Thankfully, the Dundee Rep Ensemble are more than capable of a challenge. The production boldly takes on some risks that play off perfectly, finding a stylised element to the series of flashbacks is handled with a graceful eerie quality. Director Joe Douglas effortlessly presents the troubled psyche of our main character, Willy Loman, with genius use of microphones and composer Nikola Kodjabashia’s jarring score performed live on stage. The play follows 63-year-old salesman Loman, as he struggles to come to terms with his failures. He is plagued with visions of the past that reverberate missed opportunities, mistakes and the weight of guilt that lies upon him about his relationship with his wife and two sons.

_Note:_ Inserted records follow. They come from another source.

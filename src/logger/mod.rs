//! Named loggers shared by the worker components.
//!
//! Every component owns a `Logger` (for example `@nexcard/sw` or `@nexcard/sw/precache`).
//! Records below the logger's level are dropped; the rest go to the default sink (browser
//! console on wasm, stderr natively) and to an optional user handler installed with
//! [`set_user_log_handler`].

use chrono::{SecondsFormat, Utc};
use serde_json::Value;
use std::fmt;
use std::str::FromStr;
use std::sync::atomic::{AtomicU8, Ordering};
use std::sync::{Arc, LazyLock, Mutex, RwLock, Weak};

static GLOBAL_LOG_LEVEL: AtomicU8 = AtomicU8::new(LogLevel::Info as u8);
static INSTANCES: LazyLock<Mutex<Vec<Weak<LoggerInner>>>> =
    LazyLock::new(|| Mutex::new(Vec::new()));

type SharedLogHandler = Arc<dyn Fn(&Logger, LogLevel, &[LogArgument]) + Send + Sync + 'static>;

#[derive(Clone)]
pub struct Logger {
    inner: Arc<LoggerInner>,
}

impl fmt::Debug for Logger {
    fn fmt(&self, f: &mut fmt::Formatter<'_>) -> fmt::Result {
        f.debug_struct("Logger")
            .field("name", &self.inner.name)
            .field("level", &self.log_level())
            .finish()
    }
}

impl Logger {
    pub fn new(name: impl Into<String>) -> Self {
        let inner = Arc::new(LoggerInner::new(name.into()));
        track_instance(&inner);
        Self { inner }
    }

    pub fn name(&self) -> &str {
        &self.inner.name
    }

    pub fn log_level(&self) -> LogLevel {
        LogLevel::from_u8(self.inner.log_level.load(Ordering::SeqCst))
    }

    pub fn set_log_level<L>(&self, level: L) -> Result<(), LogError>
    where
        L: IntoLogLevel,
    {
        let level = level.into_log_level()?;
        self.inner.log_level.store(level as u8, Ordering::SeqCst);
        Ok(())
    }

    /// Replaces the sink for this logger only. Mostly useful in tests.
    pub fn set_log_handler<F>(&self, handler: F)
    where
        F: Fn(&Logger, LogLevel, &[LogArgument]) + Send + Sync + 'static,
    {
        *self.inner.log_handler.write().unwrap() = Arc::new(handler);
    }

    pub fn reset_log_handler(&self) {
        *self.inner.log_handler.write().unwrap() = Arc::new(default_log_handler);
    }

    pub fn has_user_log_handler(&self) -> bool {
        self.inner.user_log_handler.read().unwrap().is_some()
    }

    pub fn debug(&self, arg: impl IntoLogArgument) {
        self.emit(LogLevel::Debug, vec![arg.into_log_argument()]);
    }

    pub fn log(&self, arg: impl IntoLogArgument) {
        self.emit(LogLevel::Verbose, vec![arg.into_log_argument()]);
    }

    pub fn info(&self, arg: impl IntoLogArgument) {
        self.emit(LogLevel::Info, vec![arg.into_log_argument()]);
    }

    pub fn warn(&self, arg: impl IntoLogArgument) {
        self.emit(LogLevel::Warn, vec![arg.into_log_argument()]);
    }

    pub fn warn_with<I, T>(&self, args: I)
    where
        I: IntoIterator<Item = T>,
        T: IntoLogArgument,
    {
        let arguments = args.into_iter().map(|arg| arg.into_log_argument()).collect();
        self.emit(LogLevel::Warn, arguments);
    }

    pub fn error(&self, arg: impl IntoLogArgument) {
        self.emit(LogLevel::Error, vec![arg.into_log_argument()]);
    }

    fn emit(&self, level: LogLevel, arguments: Vec<LogArgument>) {
        let user_handler = self.inner.user_log_handler.read().unwrap().clone();
        if let Some(handler) = user_handler {
            handler(self, level, &arguments);
        }
        let handler = self.inner.log_handler.read().unwrap().clone();
        handler(self, level, &arguments);
    }

    fn from_inner(inner: Arc<LoggerInner>) -> Self {
        Self { inner }
    }
}

struct LoggerInner {
    name: String,
    log_level: AtomicU8,
    log_handler: RwLock<SharedLogHandler>,
    user_log_handler: RwLock<Option<SharedLogHandler>>,
}

impl LoggerInner {
    fn new(name: String) -> Self {
        let level = GLOBAL_LOG_LEVEL.load(Ordering::SeqCst);
        Self {
            name,
            log_level: AtomicU8::new(level),
            log_handler: RwLock::new(Arc::new(default_log_handler)),
            user_log_handler: RwLock::new(None),
        }
    }
}

fn track_instance(inner: &Arc<LoggerInner>) {
    INSTANCES.lock().unwrap().push(Arc::downgrade(inner));
}

fn default_log_handler(logger: &Logger, level: LogLevel, args: &[LogArgument]) {
    if level < logger.log_level() || level == LogLevel::Silent {
        return;
    }

    let now = Utc::now().to_rfc3339_opts(SecondsFormat::Millis, true);
    let message = build_message(args);
    let line = if message.is_empty() {
        format!("[{}]  {}:", now, logger.name())
    } else {
        format!("[{}]  {}: {}", now, logger.name(), message)
    };
    write_line(level, &line);
}

#[cfg(all(feature = "wasm-web", target_arch = "wasm32"))]
fn write_line(level: LogLevel, line: &str) {
    use wasm_bindgen::JsValue;

    let value = JsValue::from_str(line);
    match level {
        LogLevel::Debug => web_sys::console::debug_1(&value),
        LogLevel::Verbose => web_sys::console::log_1(&value),
        LogLevel::Info => web_sys::console::info_1(&value),
        LogLevel::Warn => web_sys::console::warn_1(&value),
        LogLevel::Error | LogLevel::Silent => web_sys::console::error_1(&value),
    }
}

#[cfg(not(all(feature = "wasm-web", target_arch = "wasm32")))]
fn write_line(level: LogLevel, line: &str) {
    match level {
        LogLevel::Warn | LogLevel::Error => eprintln!("{line}"),
        _ => println!("{line}"),
    }
}

fn build_message(args: &[LogArgument]) -> String {
    args.iter()
        .filter_map(LogArgument::to_message_fragment)
        .collect::<Vec<_>>()
        .join(" ")
}

fn with_instances<F>(mut f: F)
where
    F: FnMut(Logger),
{
    let mut instances = INSTANCES.lock().unwrap();
    let mut i = 0;
    while i < instances.len() {
        match instances[i].upgrade() {
            Some(inner) => {
                f(Logger::from_inner(inner));
                i += 1;
            }
            None => {
                instances.swap_remove(i);
            }
        }
    }
}

#[derive(Clone, Copy, Debug, PartialEq, Eq, PartialOrd, Ord, Hash)]
#[repr(u8)]
pub enum LogLevel {
    Debug = 0,
    Verbose = 1,
    Info = 2,
    Warn = 3,
    Error = 4,
    Silent = 5,
}

impl LogLevel {
    pub fn as_str(self) -> &'static str {
        match self {
            LogLevel::Debug => "debug",
            LogLevel::Verbose => "verbose",
            LogLevel::Info => "info",
            LogLevel::Warn => "warn",
            LogLevel::Error => "error",
            LogLevel::Silent => "silent",
        }
    }

    fn from_u8(value: u8) -> Self {
        match value {
            0 => LogLevel::Debug,
            1 => LogLevel::Verbose,
            2 => LogLevel::Info,
            3 => LogLevel::Warn,
            4 => LogLevel::Error,
            _ => LogLevel::Silent,
        }
    }
}

impl fmt::Display for LogLevel {
    fn fmt(&self, f: &mut fmt::Formatter<'_>) -> fmt::Result {
        f.write_str(&self.as_str().to_ascii_uppercase())
    }
}

impl FromStr for LogLevel {
    type Err = LogError;

    fn from_str(s: &str) -> Result<Self, Self::Err> {
        match s.to_ascii_lowercase().as_str() {
            "debug" => Ok(LogLevel::Debug),
            "verbose" => Ok(LogLevel::Verbose),
            "info" => Ok(LogLevel::Info),
            "warn" | "warning" => Ok(LogLevel::Warn),
            "error" => Ok(LogLevel::Error),
            "silent" => Ok(LogLevel::Silent),
            other => Err(LogError::InvalidLogLevel(other.to_string())),
        }
    }
}

pub trait IntoLogLevel {
    fn into_log_level(self) -> Result<LogLevel, LogError>;
}

impl IntoLogLevel for LogLevel {
    fn into_log_level(self) -> Result<LogLevel, LogError> {
        Ok(self)
    }
}

impl IntoLogLevel for &str {
    fn into_log_level(self) -> Result<LogLevel, LogError> {
        LogLevel::from_str(self)
    }
}

/// A record handed to a user log handler.
#[derive(Debug, Clone)]
pub struct LogRecord {
    pub level: LogLevel,
    pub message: String,
    pub args: Vec<Value>,
    pub logger: String,
}

pub type LogCallback = Arc<dyn Fn(LogRecord) + Send + Sync + 'static>;

#[derive(Debug, Clone, PartialEq)]
pub enum LogArgument {
    Text(String),
    Value(Value),
}

impl LogArgument {
    pub fn to_message_fragment(&self) -> Option<String> {
        match self {
            LogArgument::Text(text) => Some(text.clone()),
            LogArgument::Value(Value::Null) => None,
            LogArgument::Value(Value::String(text)) => Some(text.clone()),
            LogArgument::Value(other) => Some(other.to_string()),
        }
    }

    pub fn to_callback_value(&self) -> Value {
        match self {
            LogArgument::Text(text) => Value::String(text.clone()),
            LogArgument::Value(value) => value.clone(),
        }
    }
}

pub trait IntoLogArgument {
    fn into_log_argument(self) -> LogArgument;
}

impl IntoLogArgument for LogArgument {
    fn into_log_argument(self) -> LogArgument {
        self
    }
}

impl IntoLogArgument for String {
    fn into_log_argument(self) -> LogArgument {
        LogArgument::Text(self)
    }
}

impl IntoLogArgument for &str {
    fn into_log_argument(self) -> LogArgument {
        LogArgument::Text(self.to_owned())
    }
}

impl IntoLogArgument for Value {
    fn into_log_argument(self) -> LogArgument {
        LogArgument::Value(self)
    }
}

impl IntoLogArgument for &Value {
    fn into_log_argument(self) -> LogArgument {
        LogArgument::Value(self.clone())
    }
}

macro_rules! impl_number_argument {
    ($($ty:ty),* $(,)?) => {
        $(
            impl IntoLogArgument for $ty {
                fn into_log_argument(self) -> LogArgument {
                    LogArgument::Value(Value::from(self))
                }
            }
        )*
    };
}

impl_number_argument!(i32, i64, u16, u32, u64, usize, bool);

pub fn log_arg<T>(value: T) -> LogArgument
where
    T: IntoLogArgument,
{
    value.into_log_argument()
}

#[derive(Debug, Clone)]
pub enum LogError {
    InvalidLogLevel(String),
}

impl fmt::Display for LogError {
    fn fmt(&self, f: &mut fmt::Formatter<'_>) -> fmt::Result {
        match self {
            LogError::InvalidLogLevel(level) => {
                write!(f, "Invalid value \"{level}\" assigned to `logLevel`")
            }
        }
    }
}

impl std::error::Error for LogError {}

/// Sets the level of every live logger and of loggers created afterwards.
pub fn set_log_level<L>(level: L) -> Result<(), LogError>
where
    L: IntoLogLevel,
{
    let level = level.into_log_level()?;
    GLOBAL_LOG_LEVEL.store(level as u8, Ordering::SeqCst);
    with_instances(|logger| {
        let _ = logger.set_log_level(level);
    });
    Ok(())
}

/// Installs (or with `None`, removes) a callback that receives every record at or above
/// `level`, falling back to each logger's own level.
pub fn set_user_log_handler(callback: Option<LogCallback>, level: Option<LogLevel>) {
    with_instances(|logger| {
        let handler = callback.as_ref().map(|cb| {
            let cb = Arc::clone(cb);
            Arc::new(move |instance: &Logger, record_level: LogLevel, args: &[LogArgument]| {
                let threshold = level.unwrap_or_else(|| instance.log_level());
                if record_level < threshold {
                    return;
                }
                cb(LogRecord {
                    level: record_level,
                    message: build_message(args),
                    args: args.iter().map(LogArgument::to_callback_value).collect(),
                    logger: instance.name().to_owned(),
                });
            }) as SharedLogHandler
        });
        *logger.inner.user_log_handler.write().unwrap() = handler;
    });
}

#[cfg(test)]
mod tests {
    use super::*;
    use std::sync::{Arc, Mutex};

    static TEST_GUARD: LazyLock<Mutex<()>> = LazyLock::new(|| Mutex::new(()));

    fn reset_logging() {
        set_log_level(LogLevel::Info).unwrap();
        set_user_log_handler(None, None);
    }

    fn capture(logger: &Logger) -> Arc<Mutex<Vec<(LogLevel, String)>>> {
        let records = Arc::new(Mutex::new(Vec::new()));
        let handler_records = Arc::clone(&records);
        logger.set_log_handler(move |instance, level, args| {
            if level < instance.log_level() {
                return;
            }
            handler_records
                .lock()
                .unwrap()
                .push((level, build_message(args)));
        });
        records
    }

    #[test]
    fn global_level_applies_to_existing_loggers() {
        let _guard = TEST_GUARD.lock().unwrap();
        reset_logging();
        let logger = Logger::new("@nexcard/logger-level-test");
        let records = capture(&logger);

        set_log_level("warn").unwrap();
        logger.debug("debug message");
        logger.info("info message");
        logger.warn("warn message");
        logger.error("error message");

        let stored = records.lock().unwrap();
        let levels: Vec<_> = stored.iter().map(|(level, _)| *level).collect();
        assert_eq!(levels, [LogLevel::Warn, LogLevel::Error]);
        assert_eq!(stored[0].1, "warn message");
        drop(stored);
        reset_logging();
    }

    #[test]
    fn reset_restores_default_sink() {
        let _guard = TEST_GUARD.lock().unwrap();
        reset_logging();
        let logger = Logger::new("@nexcard/logger-reset-test");
        let records = capture(&logger);

        logger.warn("captured");
        logger.reset_log_handler();
        logger.warn("written to the default sink");

        let stored = records.lock().unwrap();
        assert_eq!(stored.len(), 1);
        assert_eq!(stored[0].1, "captured");
    }

    #[test]
    fn invalid_level_is_rejected() {
        let err = "loud".parse::<LogLevel>().unwrap_err();
        assert_eq!(err.to_string(), "Invalid value \"loud\" assigned to `logLevel`");
        assert_eq!(LogLevel::Warn.to_string(), "WARN");
    }

    #[test]
    fn user_handler_receives_joined_message() {
        let _guard = TEST_GUARD.lock().unwrap();
        reset_logging();
        let logger = Logger::new("@nexcard/logger-user-test");
        let _records = capture(&logger);
        let name = logger.name().to_owned();

        let captured = Arc::new(Mutex::new(Vec::new()));
        let captured_cb = Arc::clone(&captured);
        set_user_log_handler(
            Some(Arc::new(move |record: LogRecord| {
                if record.logger == name {
                    captured_cb.lock().unwrap().push(record);
                }
            })),
            Some(LogLevel::Warn),
        );
        assert!(logger.has_user_log_handler());

        logger.info("ignored");
        logger.warn_with(vec![
            log_arg("push payload"),
            log_arg(serde_json::json!({"len": 3})),
            log_arg(7u32),
        ]);

        let records = captured.lock().unwrap().clone();
        assert_eq!(records.len(), 1);
        assert_eq!(records[0].level, LogLevel::Warn);
        assert_eq!(records[0].message, "push payload {\"len\":3} 7");
        assert_eq!(records[0].args.len(), 3);
        reset_logging();
    }
}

Billy Mack is truly outstanding in the main role. This is an unforgettable performance that will cause even the stoniest of hearts to shed a tear. Irene MacDougall (the Meryl Streep of Dundee) continues her astonishing career with the Rep with another effortlessly beautiful characterisation as Willy’s wife, Linda. Loman’s sons are played to perfection by Ewan Donald and Laurie Scott who give equally assured performances in supporting character roles. The cast is uniformly excellent and another mention must be given for the casting against type for Ann Louise Ross who plays Willy’s mistress, creepily cackling away within Loman’s mind.

With the current political climate in America at such a controversial point, there is no better time than for the Rep to present this profoundly moving and haunting representation of the chase for an unattainable ideal. The Rep starts its Stars & Stripes season with a bang and there’s lots to look forward to in the program ahead.